Álvaro fue un jesuita del común que vivió con radicalidad y sencillez la propuesta evangélica y que se dejó hormar con el proyecto ignaciano de “amar y servir”. Un jesuita que trasegó por innumerables caminos y oficios sin vitrina, sin pasarela y sin micrófono porque era un hombre sencillo y sin pretensiones de ser grande. Un religioso transparente y sin trastienda. Consciente de que su “ego” confinaba con las realidades de su propia realidad. Su autoestima nunca sobrepasó esas fronteras de los límites trazados por Dios a su proyecto de vida. En todas las tareas y oficios que le fueron encomendados se destacó por su desempeño en una penumbra silenciosa propia de los prudentes y de los discretos. Nunca le vi presumiendo ni alardeando de sus hazañas. Era consciente de que lo importante en la vida no son los pasos dados, ni los años pasados, sino la calidad de las huellas que hemos dejado.

En todos los escenarios de su acción dejó huellas imborrables. Prueba de ello fueron las reacciones de todos los que tuvieron el privilegio de encontrarse con él en alguna de las muchas encrucijadas que frecuentó. A través de Álvaro, Dios cambió muchas lágrimas en sonrisas, muchas tristezas en alegrías y muchos problemas en bendiciones.
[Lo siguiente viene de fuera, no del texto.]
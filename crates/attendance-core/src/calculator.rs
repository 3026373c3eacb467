//! Attendance projection
//!
//! Closed-form calculation of where a student stands against an attendance
//! target: current percentage, how many more classes must be attended to
//! reach the target, the margin above it, a risk tier, and the next round
//! milestone on the ladder.

use thiserror::Error;

use crate::recommend::recommend;
use crate::types::{
    round2, AttendanceAnalysis, AttendanceStatus, RiskLevel, MILESTONES,
};

/// Input validation failures. Map to HTTP 400 at the boundary.
#[derive(Debug, Error, PartialEq, Eq)]
pub enum CalcError {
    #[error("totalClasses must be greater than zero")]
    NoClasses,
    #[error("attendedClasses cannot exceed totalClasses")]
    AttendedExceedsTotal,
    #[error("targetPercentage must be between 0 and 100 (exclusive)")]
    InvalidTarget,
}

/// Project attendance against `target` (percent, exclusive (0, 100)).
///
/// `classes_needed` is the minimal count of additional classes, each counted
/// as both attended and held, required for the attended fraction to reach the
/// target:
///
/// ```text
/// ceil((target * total - 100 * attended) / (100 - target))
/// ```
///
/// floored at zero when the student is already on track.
pub fn calculate(
    total_classes: u32,
    attended_classes: u32,
    target: f64,
) -> Result<AttendanceAnalysis, CalcError> {
    if total_classes == 0 {
        return Err(CalcError::NoClasses);
    }
    if attended_classes > total_classes {
        return Err(CalcError::AttendedExceedsTotal);
    }
    if !target.is_finite() || target <= 0.0 || target >= 100.0 {
        return Err(CalcError::InvalidTarget);
    }

    let total = f64::from(total_classes);
    let attended = f64::from(attended_classes);

    let current_percentage = round2(attended / total * 100.0);

    let classes_needed = if current_percentage < target {
        let raw = (target * total - 100.0 * attended) / (100.0 - target);
        raw.ceil().max(0.0) as u32
    } else {
        0
    };

    let status = if current_percentage >= target {
        AttendanceStatus::OnTrack
    } else {
        AttendanceStatus::NeedsImprovement
    };

    Ok(AttendanceAnalysis {
        current_percentage,
        target_percentage: target,
        safety_buffer: round2(current_percentage - target),
        classes_needed,
        status,
        risk_level: RiskLevel::from_percentage(current_percentage),
        recommendations: recommend(current_percentage, target, classes_needed),
        trend_analysis: "stable".to_string(),
        next_milestone: next_milestone(current_percentage, target),
    })
}

/// First milestone strictly above `current`, or the target when the ladder
/// is exhausted.
pub fn next_milestone(current: f64, target: f64) -> f64 {
    MILESTONES
        .iter()
        .copied()
        .find(|&m| m > current)
        .unwrap_or(target)
}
Así construía el Reino de Dios en este mundo y escribía historia de salvación.

Álvaro fue un gran lector. Vivía al día con los best-sellers. Yo mismo heredaba libros que él consumía y que dejaba subrayados. Álvaro se llevó mucha historia y mucha imaginación. Su sentido de pertenencia lo llevó a estar al día de la historia contemporánea de Colombia, y también de la historia oficial y no oficial de la Provincia. Se llevó en densas galeras más de 75 años de historia de la Compañía. Sus intereses culturales se caracterizaban por la versatilidad de los mismos.

Hombre de firmes principios y convicciones, no se dejaba llevar, sin embargo, por beligerancias destructivas del tejido social de sus círculos de trabajo y de comunidad. Se distinguía por su ecuanimidad y por el profundo respeto de las ideas y de las conductas ajenas, aun en aspectos evidentes, a no ser que se tratara de defender sus más íntimas creencias. Muchos de los amigos comunes comparten conmigo su respetuosa actitud ante las diferencias y las diversidades. Atraía amigos de otras veredas de la vida con su actitud ecuménica. Álvaro era un hombre muy humano, siempre dispuesto a la cercanía con todo tipo de personas sin acepción (los últimos años en la Universidad los dedicó a los sencillos que trabajan en servicios más artesanales y menos académicos). A todos les seguía su trayectoria y los acompañaba con su compasiva mirada. Todo acontecer lo hacía pasar por el tamiz del evangelio.

Alguna vez le oí una frase de Pablo VI, que parece era su motto como educador: “existen muchos profesores, pero pocos testigos”. Sin exagerar, en todos los cargos que ejerció, sentó cátedra de humanismo cristiano, sin palabras, pero con su vida y comportamiento con las personas a su alcance. Dejó sin duda huellas imborrables

por todos los caminos de su asendereada vida: el Secretariado Permanente del Episcopado Colombiano (SPEC), la confederación de Colegios Católicos (CONACED), la Confederación Interamericana de Educación Católica, los dos colegios de San Bartolomé donde se desempeñó como rector, y para culminar, la Universidad Javeriana (Departamento de Admisiones, Pastoral y Decano del Medio Universitario de la Facultad de Ingeniería). Miles de estudiantes recogieron su legado como educador siempre cercano, llamando con nombre propio a todos y siguiendo paso a paso la historia que sus estudiantes escribían.

La parábola evangélica de El Buen Samaritano sirva para cerrar este recuerdo fervoroso del que fue mi hermano en las lides educativas. En la parábola encontramos en paralelo dos éticas: la ética de la observancia, de los reglamentos, en los dos dirigentes religiosos, y la ética de la solidaridad en el marginado samaritano. Creo que un educador como Álvaro conjugó admirablemente esos dos caminos en su función de acompañamiento y cercanía. Toda energía dirigida a formar ciudadanos cristianos integrales. Dios lo tenga en su gloria.

Referencia: Noticias de Provincia, N° 1, enero 2015, pg. 7-8.